Again, that would have been too practical-minded. The emotional haze that had enveloped their marriage was making it impossible for them to look at any practical issues, no less to solve them.
For a time these open-air confessions worked. The couple was having better sex. But then Weil "recoiled" because she seemed to recognize that the empathy was forced; it was being spoken on cue, as though from a script. She starting thinking, as I would put it, that she and her husband were acting roles in someone else's play.
Next, Weil and Duane went to consult with a psychoanalytic couples counselor. Weil was aware of the pitfalls of this approach: "...the therapy carries not only the threat of learning things about yourself that you might prefer not to know but also the hazard of saying things to your spouse that are better left unsaid, as well as hearing things from your spouse that you might prefer not to hear."
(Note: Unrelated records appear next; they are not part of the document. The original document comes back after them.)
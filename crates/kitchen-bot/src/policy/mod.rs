mod mlp;
mod scripted;

pub use mlp::{Architecture, Extractor, MlpManifest, MlpPolicy};
pub use scripted::ScriptedCook;

use rand::rngs::StdRng;
use thiserror::Error;

#[derive(Debug, Error, PartialEq, Eq)]
pub enum PolicyError {
    #[error("observation has {found} entries, policy expects {expected}")]
    InputLength { expected: usize, found: usize },
}

/// Macro-action chooser for the AI partner.
///
/// Implementations are immutable after construction so one loaded instance
/// can serve every session; per-call randomness comes from the caller.
pub trait Policy: Send + Sync {
    /// Length of the observation vector the policy was built for.
    fn observation_dim(&self) -> usize;

    fn action_count(&self) -> usize;

    /// Whether the trailing six observation entries are read as belief
    /// means and confidences.
    fn reads_belief_features(&self) -> bool {
        false
    }

    /// Picks a macro-action index in `0..action_count()`.
    fn predict(
        &self,
        observation: &[f32],
        deterministic: bool,
        rng: &mut StdRng,
    ) -> Result<usize, PolicyError>;
}

pub(crate) fn check_len(observation: &[f32], expected: usize) -> Result<(), PolicyError> {
    if observation.len() != expected {
        return Err(PolicyError::InputLength {
            expected,
            found: observation.len(),
        });
    }
    Ok(())
}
She describes her experience of psychoanalytic counseling thus: "So, instead of speaking our harshest truths, for six weeks running Dan and I pursued the lesser offense of making the other sound crazy. Holly [the analyst] cooperated, too, offering feedback that we used to confirm our sense that the other was neurotic."
Now, armed with psychoanalytic insights Weil started to question everything her husband said to her. If she said she was beautiful, she would ask herself why he was saying it.
After a few weeks of this counseling, the couple had the worse fight of their marriage.
Psychoanalysis teaches that the human family is a cauldron of incestuous longings, homicidal impulses, and rank jealousy. If you are not feeling these things you are not normal; you are certainly not enlightened.
And since psychoanalysis sees the relationship with one's mother as central to all of human experience, it should not be too surprising that Weil and Duane got into a furious fight about her relationship with her mother.
I will not detail all of the drama that these and other therapists produced in this good marriage, but I believe you will be surprised, as I was, to read that at the end of this therapeutically-sanctioned descent into Hell, Weil felt: "more committed than ever." She had, by her lights, gained: "the courage and patience to grow."
Faint praise, indeed. As modest a result as could be expected. But one that is far more positive than the one I would draw. Perhaps the reason is that she was responsible for jeopardizing her marriage, unnecessarily, and now she can hardly say that it was all just a waste of time, a punishing exercise that we should all avoid.
Anyway, she seems to have gotten a book out of it.